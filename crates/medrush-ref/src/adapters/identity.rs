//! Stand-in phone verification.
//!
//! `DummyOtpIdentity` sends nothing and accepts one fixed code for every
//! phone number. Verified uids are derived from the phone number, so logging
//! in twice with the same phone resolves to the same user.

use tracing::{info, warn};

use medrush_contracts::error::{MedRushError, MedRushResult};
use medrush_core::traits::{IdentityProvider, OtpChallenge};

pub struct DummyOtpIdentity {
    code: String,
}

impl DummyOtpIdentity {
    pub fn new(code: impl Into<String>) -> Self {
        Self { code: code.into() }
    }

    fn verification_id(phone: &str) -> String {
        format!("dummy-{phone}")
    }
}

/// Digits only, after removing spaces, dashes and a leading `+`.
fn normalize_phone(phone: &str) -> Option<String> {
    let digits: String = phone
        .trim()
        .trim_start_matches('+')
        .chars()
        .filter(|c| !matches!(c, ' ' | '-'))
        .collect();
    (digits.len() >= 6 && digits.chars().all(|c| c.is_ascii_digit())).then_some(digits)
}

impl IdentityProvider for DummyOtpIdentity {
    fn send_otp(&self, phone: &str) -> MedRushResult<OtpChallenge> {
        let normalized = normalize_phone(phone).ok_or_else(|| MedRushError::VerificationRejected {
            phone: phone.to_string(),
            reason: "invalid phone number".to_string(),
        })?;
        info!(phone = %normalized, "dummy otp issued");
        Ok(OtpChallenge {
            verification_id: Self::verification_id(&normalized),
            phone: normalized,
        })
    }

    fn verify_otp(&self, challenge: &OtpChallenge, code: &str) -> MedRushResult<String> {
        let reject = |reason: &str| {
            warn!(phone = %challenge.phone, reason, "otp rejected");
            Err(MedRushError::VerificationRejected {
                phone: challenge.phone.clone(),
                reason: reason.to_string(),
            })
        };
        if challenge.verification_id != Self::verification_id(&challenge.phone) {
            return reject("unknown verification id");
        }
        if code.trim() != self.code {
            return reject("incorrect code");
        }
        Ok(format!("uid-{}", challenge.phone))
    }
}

::::::

Every record above is to be copied exactly.

■ Task solution
filename crates/medrush-ref/src/adapters/identity.rs
//! Stand-in phone verification.
//!
//! `DummyOtpIdentity` sends nothing and accepts one fixed code for every
//! phone number. Verified uids are derived from the phone number, so logging
//! in twice with the same phone resolves to the same user.

use tracing::{info, warn};

use medrush_contracts::error::{MedRushError, MedRushResult};
use medrush_core::traits::{IdentityProvider, OtpChallenge};

pub struct DummyOtpIdentity {
    code: String,
}

impl DummyOtpIdentity {
    pub fn new(code: impl Into<String>) -> Self {
        Self { code: code.into() }
    }

    fn verification_id(phone: &str) -> String {
        format!("dummy-{phone}")
    }
}

/// Digits only, after removing spaces, dashes and a leading `+`.
fn normalize_phone(phone: &str) -> Option<String> {
    let digits: String = phone
        .trim()
        .trim_start_matches('+')
        .chars()
        .filter(|c| !matches!(c, ' ' | '-'))
        .collect();
    (digits.len() >= 6 && digits.chars().all(|c| c.is_ascii_digit())).then_some(digits)
}

impl IdentityProvider for DummyOtpIdentity {
    fn send_otp(&self, phone: &str) -> MedRushResult<OtpChallenge> {
        let normalized = normalize_phone(phone).ok_or_else(|| MedRushError::VerificationRejected {
            phone: phone.to_string(),
            reason: "invalid phone number".to_string(),
        })?;
        info!(phone = %normalized, "dummy otp issued");
        Ok(OtpChallenge {
            verification_id: Self::verification_id(&normalized),
            phone: normalized,
        })
    }

    fn verify_otp(&self, challenge: &OtpChallenge, code: &str) -> MedRushResult<String> {
        let reject = |reason: &str| {
            warn!(phone = %challenge.phone, reason, "otp rejected");
            Err(MedRushError::VerificationRejected {
                phone: challenge.phone.clone(),
                reason: reason.to_string(),
            })
        };
        if challenge.verification_id != Self::verification_id(&challenge.phone) {
            return reject("unknown verification id");
        }
        if code.trim() != self.code {
            return reject("incorrect code");
        }
        Ok(format!("uid-{}", challenge.phone))
    }
}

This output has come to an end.